→ **About this task**
Return, exactly, the line that contains "filename src/domain/indicator/mean_reversion.rs" together with all lines after it to the end of the entries, and no further lines.

→ **Supplied data**
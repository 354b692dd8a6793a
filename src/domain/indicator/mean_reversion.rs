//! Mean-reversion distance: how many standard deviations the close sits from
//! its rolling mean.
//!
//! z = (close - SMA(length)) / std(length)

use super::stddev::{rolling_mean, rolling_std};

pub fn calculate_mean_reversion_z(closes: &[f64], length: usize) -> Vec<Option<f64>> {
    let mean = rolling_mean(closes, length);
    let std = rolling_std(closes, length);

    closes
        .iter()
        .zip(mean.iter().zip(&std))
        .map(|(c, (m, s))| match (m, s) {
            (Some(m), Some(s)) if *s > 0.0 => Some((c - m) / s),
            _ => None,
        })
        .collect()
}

→ **Result**
filename src/domain/indicator/mean_reversion.rs
//! Mean-reversion distance: how many standard deviations the close sits from
//! its rolling mean.
//!
//! z = (close - SMA(length)) / std(length)

use super::stddev::{rolling_mean, rolling_std};

pub fn calculate_mean_reversion_z(closes: &[f64], length: usize) -> Vec<Option<f64>> {
    let mean = rolling_mean(closes, length);
    let std = rolling_std(closes, length);

    closes
        .iter()
        .zip(mean.iter().zip(&std))
        .map(|(c, (m, s))| match (m, s) {
            (Some(m), Some(s)) if *s > 0.0 => Some((c - m) / s),
            _ => None,
        })
        .collect()
}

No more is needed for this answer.